Collected data:
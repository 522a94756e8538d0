use std::f32::consts::PI;

use glam::Vec3;

/// Fixed scene parameters for the viewer.
#[derive(Debug, Clone, PartialEq)]
pub struct RendererConfig {
    /// Edge length of the square shadow map, in texels.
    pub shadow_map_size: u32,
    pub clear_color: [f64; 4],
    pub light_position: Vec3,
    /// Half extent of the light's orthographic box on X and Y.
    pub light_extent: f32,
    pub light_near: f32,
    pub light_far: f32,
    pub camera_fov_y: f32,
    pub camera_near: f32,
    pub camera_far: f32,
    /// Eye position at orbit angle zero.
    pub camera_eye: Vec3,
    /// Milliseconds per half turn of the orbit.
    pub orbit_half_turn_ms: f64,
    pub model_offset: Vec3,
}

impl Default for RendererConfig {
    fn default() -> Self {
        Self {
            shadow_map_size: 1024,
            clear_color: [0.5, 0.5, 0.5, 1.0],
            light_position: Vec3::new(50.0, 100.0, -100.0),
            light_extent: 80.0,
            light_near: -200.0,
            light_far: 300.0,
            camera_fov_y: 2.0 * PI / 5.0,
            camera_near: 1.0,
            camera_far: 2000.0,
            camera_eye: Vec3::new(0.0, 0.0, 2.0),
            orbit_half_turn_ms: 2000.0,
            model_offset: Vec3::new(0.0, -0.5, 0.0),
        }
    }
}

Requirement:
Your job is to copy all the records exactly.

Solution for this exercise:
repository 522a94756e8538d0
use std::f32::consts::PI;

use glam::Vec3;

/// Fixed scene parameters for the viewer.
#[derive(Debug, Clone, PartialEq)]
pub struct RendererConfig {
    /// Edge length of the square shadow map, in texels.
    pub shadow_map_size: u32,
    pub clear_color: [f64; 4],
    pub light_position: Vec3,
    /// Half extent of the light's orthographic box on X and Y.
    pub light_extent: f32,
    pub light_near: f32,
    pub light_far: f32,
    pub camera_fov_y: f32,
    pub camera_near: f32,
    pub camera_far: f32,
    /// Eye position at orbit angle zero.
    pub camera_eye: Vec3,
    /// Milliseconds per half turn of the orbit.
    pub orbit_half_turn_ms: f64,
    pub model_offset: Vec3,
}

impl Default for RendererConfig {
    fn default() -> Self {
        Self {
            shadow_map_size: 1024,
            clear_color: [0.5, 0.5, 0.5, 1.0],
            light_position: Vec3::new(50.0, 100.0, -100.0),
            light_extent: 80.0,
            light_near: -200.0,
            light_far: 300.0,
            camera_fov_y: 2.0 * PI / 5.0,
            camera_near: 1.0,
            camera_far: 2000.0,
            camera_eye: Vec3::new(0.0, 0.0, 2.0),
            orbit_half_turn_ms: 2000.0,
            model_offset: Vec3::new(0.0, -0.5, 0.0),
        }
    }
}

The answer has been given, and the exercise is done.